■ **REQUIRED WORK**: Pull each line containing "IconOptions" out of the listing below.

■ **RECORDS SHOWN**:
%%

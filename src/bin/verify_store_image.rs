use anyhow::Result;
use clap::Parser;
use std::path::PathBuf;
use store_art::requirements::{check_png, StoreRequirements};

#[derive(Debug, Parser)]
#[clap(
    name = "verify-store-image",
    about = "Check PNG files against the Chrome Web Store image requirements"
)]
struct Args {
    /// PNG files to check.
    #[clap(value_name = "PNG", required = true)]
    files: Vec<PathBuf>,
}

fn main() -> Result<()> {
    env_logger::Builder::from_env(env_logger::Env::default().default_filter_or("warn")).init();
    let args = Args::parse();
    let requirements = StoreRequirements::load()?;

    let mut failures = 0;
    for path in &args.files {
        let report = check_png(&requirements, path)?;
        let kind = report
            .kind
            .map(|kind| kind.to_string())
            .unwrap_or_else(|| "no listing slot".to_string());

        if report.is_ok() {
            println!("✓ {}: {} {kind}", path.display(), report.dimensions);
        } else {
            failures += 1;
            println!(
                "✗ {}: {} {kind}, {:?}{}",
                path.display(),
                report.dimensions,
                report.color,
                if report.is_rgb24() { "" } else { " (expected 24-bit RGB)" }
            );
        }
    }

    if failures > 0 {
        anyhow::bail!("{failures} of {} images don't meet the store requirements", args.files.len());
    }

    Ok(())
}
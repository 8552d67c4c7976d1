use anyhow::Result;
use clap::Parser;
use std::path::PathBuf;
use store_art::promo_gen::{self, PromoOptions};

#[derive(Debug, Parser)]
#[clap(
    name = "generate-promo-images",
    about = "Generate Chrome Web Store screenshots and promotional tiles"
)]
struct Args {
    /// Output directory.
    #[clap(short, long, value_name = "DIR", default_value = "./promo-images")]
    output: PathBuf,

    /// Extension name shown in titles
    #[clap(long, default_value = "Demo Typer")]
    name: String,

    /// Subtitle shown on the small promo tile
    #[clap(long, default_value = "Realistic Typing Simulation")]
    tagline: String,
}

fn main() -> Result<()> {
    env_logger::Builder::from_env(env_logger::Env::default().default_filter_or("warn")).init();
    let args = Args::parse();

    let options = PromoOptions {
        output: args.output,
        name: args.name,
        tagline: args.tagline,
    };

    // Individual image failures are already reported; they don't fail the run
    promo_gen::generate_promo_images(&options)?;
    Ok(())
}
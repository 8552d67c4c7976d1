//! Writing finished canvases to disk as 24-bit PNG files.

use crate::canvas::Canvas;
use anyhow::{Context, Result};
use image::{
    codecs::png::{CompressionType, FilterType as PngFilterType, PngEncoder},
    ColorType, ImageEncoder, RgbImage,
};
use std::{
    fs::File,
    io::{BufWriter, Write},
    path::Path,
};

/// Create the output directory (and its parents) if it does not exist yet.
pub fn ensure_output_dir(dir: &Path) -> Result<()> {
    std::fs::create_dir_all(dir)
        .with_context(|| format!("Can't create output directory {}", dir.display()))
}

/// Flatten the canvas to 24-bit RGB, dropping the alpha channel.
pub fn to_rgb(canvas: &Canvas) -> RgbImage {
    image::DynamicImage::ImageRgba8(canvas.image().clone()).to_rgb8()
}

/// Save the canvas as an RGB PNG at `path`.
pub fn save_png(canvas: &Canvas, path: &Path) -> Result<()> {
    let rgb = to_rgb(canvas);

    let file = File::create(path)
        .with_context(|| format!("Failed to create PNG file {}", path.display()))?;
    let mut out = BufWriter::new(file);
    write_png(&rgb, &mut out).with_context(|| format!("Failed to write {}", path.display()))?;
    out.flush()?;

    Ok(())
}

// Encode RGB data as PNG with compression
fn write_png<W: Write>(image: &RgbImage, w: W) -> Result<()> {
    let encoder = PngEncoder::new_with_quality(w, CompressionType::Best, PngFilterType::Adaptive);
    encoder.write_image(image.as_raw(), image.width(), image.height(), ColorType::Rgb8)?;
    Ok(())
}

#[cfg(test)]
mod tests {
    use super::*;
    use image::Rgba;
    use tempfile::TempDir;

    #[test]
    fn test_save_png_drops_alpha() {
        let temp_dir = TempDir::new().expect("Failed to create temp directory");
        let path = temp_dir.path().join("translucent.png");

        let canvas = Canvas::new(8, 4, Rgba([10, 20, 30, 40])).unwrap();
        save_png(&canvas, &path).unwrap();

        let saved = image::open(&path).expect("Failed to load saved PNG");
        assert_eq!(saved.color(), ColorType::Rgb8);
        assert_eq!((saved.width(), saved.height()), (8, 4));
        assert_eq!(saved.to_rgb8().get_pixel(0, 0).0, [10, 20, 30]);
    }

    #[test]
    fn test_ensure_output_dir_creates_parents() {
        let temp_dir = TempDir::new().expect("Failed to create temp directory");
        let nested = temp_dir.path().join("a").join("b");

        ensure_output_dir(&nested).unwrap();
        ensure_output_dir(&nested).unwrap();
        assert!(nested.is_dir());
    }

    #[test]
    fn test_save_png_reports_path_on_failure() {
        let temp_dir = TempDir::new().expect("Failed to create temp directory");
        let missing = temp_dir.path().join("missing").join("icon16.png");

        let canvas = Canvas::new(1, 1, Rgba([0, 0, 0, 255])).unwrap();
        let err = save_png(&canvas, &missing).unwrap_err();
        assert!(format!("{err:#}").contains("icon16.png"));
    }
}
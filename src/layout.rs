//! Percentage-of-canvas layout helpers.

/// Inclusive pixel rectangle `[x0, y0] ..= [x1, y1]`.
#[derive(Debug, Clone, Copy, PartialEq, Eq)]
pub struct Rect {
    pub x0: i32,
    pub y0: i32,
    pub x1: i32,
    pub y1: i32,
}

impl Rect {
    pub fn new(x0: i32, y0: i32, x1: i32, y1: i32) -> Self {
        Self { x0, y0, x1, y1 }
    }

    /// Rectangle spanning `width` x `height` pixels from a corner,
    /// counted like `[x, y, x + width, y + height]`.
    pub fn from_origin_size(x: i32, y: i32, width: i32, height: i32) -> Self {
        Self::new(x, y, x + width, y + height)
    }

    pub fn width(&self) -> i32 {
        self.x1 - self.x0
    }

    pub fn height(&self) -> i32 {
        self.y1 - self.y0
    }

    /// Shrink by `amount` on every side.
    pub fn inset(&self, amount: i32) -> Self {
        Self::new(
            self.x0 + amount,
            self.y0 + amount,
            self.x1 - amount,
            self.y1 - amount,
        )
    }

    pub fn is_empty(&self) -> bool {
        self.x1 < self.x0 || self.y1 < self.y0
    }

    pub fn contains(&self, x: i32, y: i32) -> bool {
        x >= self.x0 && x <= self.x1 && y >= self.y0 && y <= self.y1
    }
}

/// `floor(dim * fraction)`, the position of an element placed at a fraction of the canvas.
pub fn frac(dim: u32, fraction: f64) -> i32 {
    (dim as f64 * fraction) as i32
}

/// Offset that centers a span of `span` pixels inside `total` pixels.
pub fn centered_start(total: u32, span: i32) -> i32 {
    (total as i32 - span) / 2
}

/// Start offsets for `count` items of width `item` separated by `gap`,
/// centered as a group inside `total`.
pub fn row_starts(total: u32, count: usize, item: i32, gap: i32) -> Vec<i32> {
    if count == 0 {
        return Vec::new();
    }

    let span = count as i32 * item + (count as i32 - 1) * gap;
    let start = centered_start(total, span);

    (0..count as i32).map(|i| start + i * (item + gap)).collect()
}

#[cfg(test)]
mod tests {
    use super::*;

    #[test]
    fn test_frac_truncates() {
        assert_eq!(frac(800, 0.12), 96);
        assert_eq!(frac(400, 0.025), 10);
        assert_eq!(frac(280, 0.35), 98);
    }

    #[test]
    fn test_row_starts_are_centered() {
        // Three 320px boxes with 51px gaps on a 1280px canvas
        let starts = row_starts(1280, 3, 320, 51);
        assert_eq!(starts, vec![109, 480, 851]);

        let right_margin = 1280 - (starts[2] + 320);
        assert!((right_margin - starts[0]).abs() <= 1);
    }

    #[test]
    fn test_row_starts_empty() {
        assert!(row_starts(100, 0, 10, 5).is_empty());
    }

    #[test]
    fn test_rect_inset() {
        let rect = Rect::from_origin_size(10, 10, 100, 50);
        assert_eq!(rect, Rect::new(10, 10, 110, 60));
        assert_eq!(rect.inset(2), Rect::new(12, 12, 108, 58));
        assert!(Rect::new(5, 5, 4, 10).is_empty());
    }
}
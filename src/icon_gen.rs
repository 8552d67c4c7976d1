use crate::canvas::Canvas;
use crate::export::{ensure_output_dir, save_png};
use crate::font::FontResolver;
use anyhow::Result;
use image::Rgba;
use log::error;
use std::path::PathBuf;

/// Icon sizes shipped with the extension.
pub const DEFAULT_SIZES: [u32; 3] = [16, 32, 128];

/// Glyph height as a fraction of the icon size.
const GLYPH_SCALE: f32 = 0.6;

#[derive(Debug, Clone)]
pub struct IconOptions {
    pub output: PathBuf,
    pub sizes: Vec<u32>,
    pub background: Rgba<u8>,
    pub color: Rgba<u8>,
    pub glyph: String,
}

impl Default for IconOptions {
    fn default() -> Self {
        Self {
            output: PathBuf::from("icons"),
            sizes: DEFAULT_SIZES.to_vec(),
            background: Rgba([0x4A, 0x90, 0xE2, 255]),
            color: Rgba([255, 255, 255, 255]),
            glyph: "T".to_string(),
        }
    }
}

/// File name of the icon for a given size.
pub fn icon_file_name(size: u32) -> String {
    format!("icon{size}.png")
}

/// Draw one square icon: solid background, bold glyph centered.
pub fn generate_icon(size: u32, options: &IconOptions, fonts: &FontResolver) -> Result<Canvas> {
    let mut canvas = Canvas::new(size, size, options.background)?;

    let font = fonts.resolve((size as f32 * GLYPH_SCALE) as u32, true);
    let center = size as f32 / 2.0;
    canvas.draw_text_centered((center, center), &options.glyph, &font, options.color);

    Ok(canvas)
}

/// Render and save every requested size.
///
/// Stops at the first icon that can't be written.
pub fn generate_icons(options: &IconOptions) -> Result<Vec<PathBuf>> {
    ensure_output_dir(&options.output)?;
    let fonts = FontResolver::system();

    println!("Generating icons...");
    let mut written = Vec::with_capacity(options.sizes.len());

    for &size in &options.sizes {
        let filename = icon_file_name(size);
        let output_path = options.output.join(&filename);

        let saved = generate_icon(size, options, &fonts)
            .and_then(|canvas| save_png(&canvas, &output_path));

        if let Err(err) = saved {
            println!("  ✗ Failed to generate {filename}: {err:#}");
            error!("Icon generation aborted at {filename}");
            return Err(err.context(format!("Failed to generate {filename}")));
        }

        println!("  ✓ Generated {filename} ({size}x{size})");
        written.push(output_path);
    }

    println!("All icons generated successfully!");
    println!("Icons saved to: {}", options.output.display());

    Ok(written)
}

#[cfg(test)]
mod tests {
    use super::*;

    fn builtin_fonts() -> FontResolver {
        FontResolver::with_candidates(Vec::new(), Vec::new())
    }

    #[test]
    fn test_icon_is_square_with_background_corners() {
        let options = IconOptions::default();

        for size in DEFAULT_SIZES {
            let canvas = generate_icon(size, &options, &builtin_fonts()).unwrap();
            assert_eq!((canvas.width(), canvas.height()), (size, size));
            assert_eq!(*canvas.image().get_pixel(0, size - 1), options.background);
        }
    }

    #[test]
    fn test_glyph_is_drawn_near_center() {
        let options = IconOptions::default();
        let canvas = generate_icon(128, &options, &builtin_fonts()).unwrap();

        // The stem of the "T" runs through the middle of the icon
        let image = canvas.image();
        let hits = (54..74)
            .flat_map(|y| (54..74).map(move |x| (x, y)))
            .filter(|&(x, y)| *image.get_pixel(x, y) == options.color)
            .count();
        assert!(hits > 0, "expected glyph pixels around the center");
    }

    #[test]
    fn test_zero_size_is_rejected() {
        assert!(generate_icon(0, &IconOptions::default(), &builtin_fonts()).is_err());
    }

    #[test]
    fn test_icon_file_name() {
        assert_eq!(icon_file_name(16), "icon16.png");
        assert_eq!(icon_file_name(128), "icon128.png");
    }
}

%%

■ **ANSWER BOX**:
pub struct IconOptions {
impl Default for IconOptions {
pub fn generate_icon(size: u32, options: &IconOptions, fonts: &FontResolver) -> Result<Canvas> {
pub fn generate_icons(options: &IconOptions) -> Result<Vec<PathBuf>> {
        let options = IconOptions::default();
        let options = IconOptions::default();
        assert!(generate_icon(0, &IconOptions::default(), &builtin_fonts()).is_err());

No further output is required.